Wie ein Blitzschlag

Rudolph Bauer
Marx. Der Unvollendete

Über Jürgen Neffe: Marx. Der Unvollendete, München 2017. 656 Seiten. ISBN 978-3-570-10273-2.28,00 Euro

Zum 150sten Jahrestag der Herausgabe des ersten Bandes von „Das Kapital“ und ein Jahr vor dem 200sten Geburtstag von Karl Marx ist ein aktuelles Werk über den revolutionären Denker erschienen: „Marx – Der Unvollendete“ von Jürgen Neffe.

Es handelt sich um eine Biografie, die – ebenso wie die vorausgegangenen biografischen Bestseller des Autors über Einstein und Darwin – Theorie und abstraktes Denken verständlich macht und auf erhellende Weise nachvollziehbar. Neffe zeichnet die Entwicklung nach, die bei Marx von den Frühschriften über Entfremdung und Ausbeutung bis zu seiner Kritik der politischen Ökonomie und der Analyse der Krisen des Kapitalismus geführt hat. Ein großartiges Buch! Kurz nach dem Erscheinen wurde es für den Deutschen Wirtschaftsbuchpreis der Frankfurter Buchmesse nominiert.

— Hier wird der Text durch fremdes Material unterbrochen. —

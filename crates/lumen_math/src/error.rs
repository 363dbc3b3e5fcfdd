use thiserror::Error;

/// Errors raised by degenerate algebra operations.
#[derive(Error, Debug, Clone, Copy, PartialEq, Eq)]
pub enum MathError {
    #[error("Cannot normalize a zero-length vector")]
    ZeroVector,
}

pub type MathResult<T> = Result<T, MathError>;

Der von Marx und Friedrich Engels in ihren Schriften entwickelte Historische und Dialektische Materialismus wird, auch von manchen Linken, als überholt und nicht mehr zeitgemäß angesehen, als von der Geschichte widerlegt. An den Universitäten in der Bundesrepublik existiert – nicht nur deshalb – kein einziger Marx-Lehrstuhl, weder bei den Philosophen, noch bei den Ökonomen, nicht bei den Historikern oder Zeitungswissenschaftlern, bei den Sozial- und Kulturwissenschaften ebenso wenig wie bei der Forschung über Exil und Migration.

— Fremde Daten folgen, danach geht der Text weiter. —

//! Pinhole camera for primary ray generation.

use crate::{RenderError, RenderResult};
use lumen_math::{is_zero, Point, Ray, Vector};
use rand::Rng;

/// Pinhole camera with a rectangular view plane in front of it.
///
/// Directions are normalized at construction and must be orthogonal; the
/// third axis is `right = to × up`.
#[derive(Debug, Clone)]
pub struct Camera {
    // Positioning
    position: Point,
    to: Vector,
    up: Vector,
    right: Vector,

    // View plane
    width: f64,
    height: f64,
    distance: f64,

    // Image settings
    pub image_width: u32,
    pub image_height: u32,
    /// Samples per pixel side: each pixel traces `grid * grid` rays
    pub grid: u32,
}

impl Camera {
    /// Create a camera at `position` looking along `to` with `up` as the
    /// vertical axis.
    pub fn new(position: Point, to: Vector, up: Vector) -> RenderResult<Self> {
        let to = to.normalize()?;
        let up = up.normalize()?;
        if !is_zero(to.dot(up)) {
            return Err(RenderError::InvalidCamera(
                "'to' and 'up' directions must be orthogonal".to_string(),
            ));
        }

        Ok(Self {
            position,
            to,
            up,
            right: to.cross(up),
            width: 1.0,
            height: 1.0,
            distance: 1.0,
            image_width: 100,
            image_height: 100,
            grid: 1,
        })
    }

    /// Set view plane size and its distance from the camera.
    pub fn with_view_plane(mut self, width: f64, height: f64, distance: f64) -> Self {
        self.width = width;
        self.height = height;
        self.distance = distance;
        self
    }

    /// Set image resolution.
    pub fn with_resolution(mut self, width: u32, height: u32) -> Self {
        self.image_width = width;
        self.image_height = height;
        self
    }

    /// Trace an `n × n` jittered grid per pixel. 1 traces the pixel center.
    pub fn with_anti_aliasing(mut self, grid: u32) -> Self {
        self.grid = grid;
        self
    }

    pub fn position(&self) -> Point {
        self.position
    }

    pub fn to(&self) -> Vector {
        self.to
    }

    pub fn up(&self) -> Vector {
        self.up
    }

    pub fn right(&self) -> Vector {
        self.right
    }

    /// Check the settings can produce rays.
    pub fn validate(&self) -> RenderResult<()> {
        if self.image_width == 0 || self.image_height == 0 {
            return Err(RenderError::InvalidCamera(format!(
                "resolution {}x{} has no pixels",
                self.image_width, self.image_height
            )));
        }
        if !(self.width > 0.0 && self.height > 0.0 && self.distance > 0.0) {
            return Err(RenderError::InvalidCamera(format!(
                "view plane {}x{} at distance {} is degenerate",
                self.width, self.height, self.distance
            )));
        }
        if self.grid == 0 {
            return Err(RenderError::InvalidCamera(
                "anti-aliasing grid must be at least 1".to_string(),
            ));
        }
        Ok(())
    }

    /// Number of rays traced per pixel.
    pub fn samples_per_pixel(&self) -> u32 {
        self.grid * self.grid
    }

    /// Ray through the center of pixel `(x, y)`, `y` counting rows downwards.
    pub fn construct_ray(&self, x: u32, y: u32) -> RenderResult<Ray> {
        self.ray_through(x as f64, y as f64)
    }

    /// Rays through a jittered `grid × grid` subdivision of pixel `(x, y)`.
    ///
    /// With a grid of 1 this is the single pixel-center ray.
    pub fn construct_rays<R: Rng + ?Sized>(
        &self,
        x: u32,
        y: u32,
        rng: &mut R,
    ) -> RenderResult<Vec<Ray>> {
        if self.grid <= 1 {
            return Ok(vec![self.construct_ray(x, y)?]);
        }

        let n = self.grid as f64;
        let mut rays = Vec::with_capacity(self.samples_per_pixel() as usize);
        for i in 0..self.grid {
            for j in 0..self.grid {
                // Sub-cell offsets within [-0.5, 0.5) of the pixel
                let dx = (j as f64 + rng.gen::<f64>()) / n - 0.5;
                let dy = (i as f64 + rng.gen::<f64>()) / n - 0.5;
                rays.push(self.ray_through(x as f64 + dx, y as f64 + dy)?);
            }
        }
        Ok(rays)
    }

    fn ray_through(&self, x: f64, y: f64) -> RenderResult<Ray> {
        let nx = self.image_width as f64;
        let ny = self.image_height as f64;
        let rx = self.width / nx;
        let ry = self.height / ny;

        let xj = (x - (nx - 1.0) / 2.0) * rx;
        let yi = -(y - (ny - 1.0) / 2.0) * ry;

        let center = self.position + self.to.scale(self.distance);
        let mut pij = center;
        if !is_zero(xj) {
            pij = pij + self.right.scale(xj);
        }
        if !is_zero(yi) {
            pij = pij + self.up.scale(yi);
        }

        Ok(Ray::new(self.position, pij - self.position)?)
    }
}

Sämtliche dieser Wissenschaftsfächer und -zweige hat Jürgen Neffe sich erschlossen, um ein umfassendes Panorama der Persönlichkeit und des Werkes von Karl Marx zu entwerfen: ein Bild seiner Herkunftsfamilie, seiner Frau und der Schwiegereltern, der Kinder, seiner Freunde, Lehrer und geistigen Wegbereiter, seiner politischen und Zeitgenossen sowie seiner Kontakte zur Arbeiterbewegung.

Neben der Person und ihren Lebensspuren steht das von Marx, zusammen mit Engels geschaffene Lebens- und Arbeitswerk im Mittelpunkt der Biografie: die philosophischen Schriften, die journalistischen Arbeiten, das „Kommunistische Manifest“, die Lehrschriften und agitatorischen Pamphlete, die Briefe, die Aufzeichnungen aus den Bibliotheken, die Erarbeitung des politisch-historischen, wirtschaftstheoretischen, industrie- und handelsgeschichtlichen Materials und Wissensstandes seiner und der heutigen Zeit, schließlich die Niederschrift der „Grundrisse“ und die „Kritik der politischen Ökonomie“ in „Das Kapital“.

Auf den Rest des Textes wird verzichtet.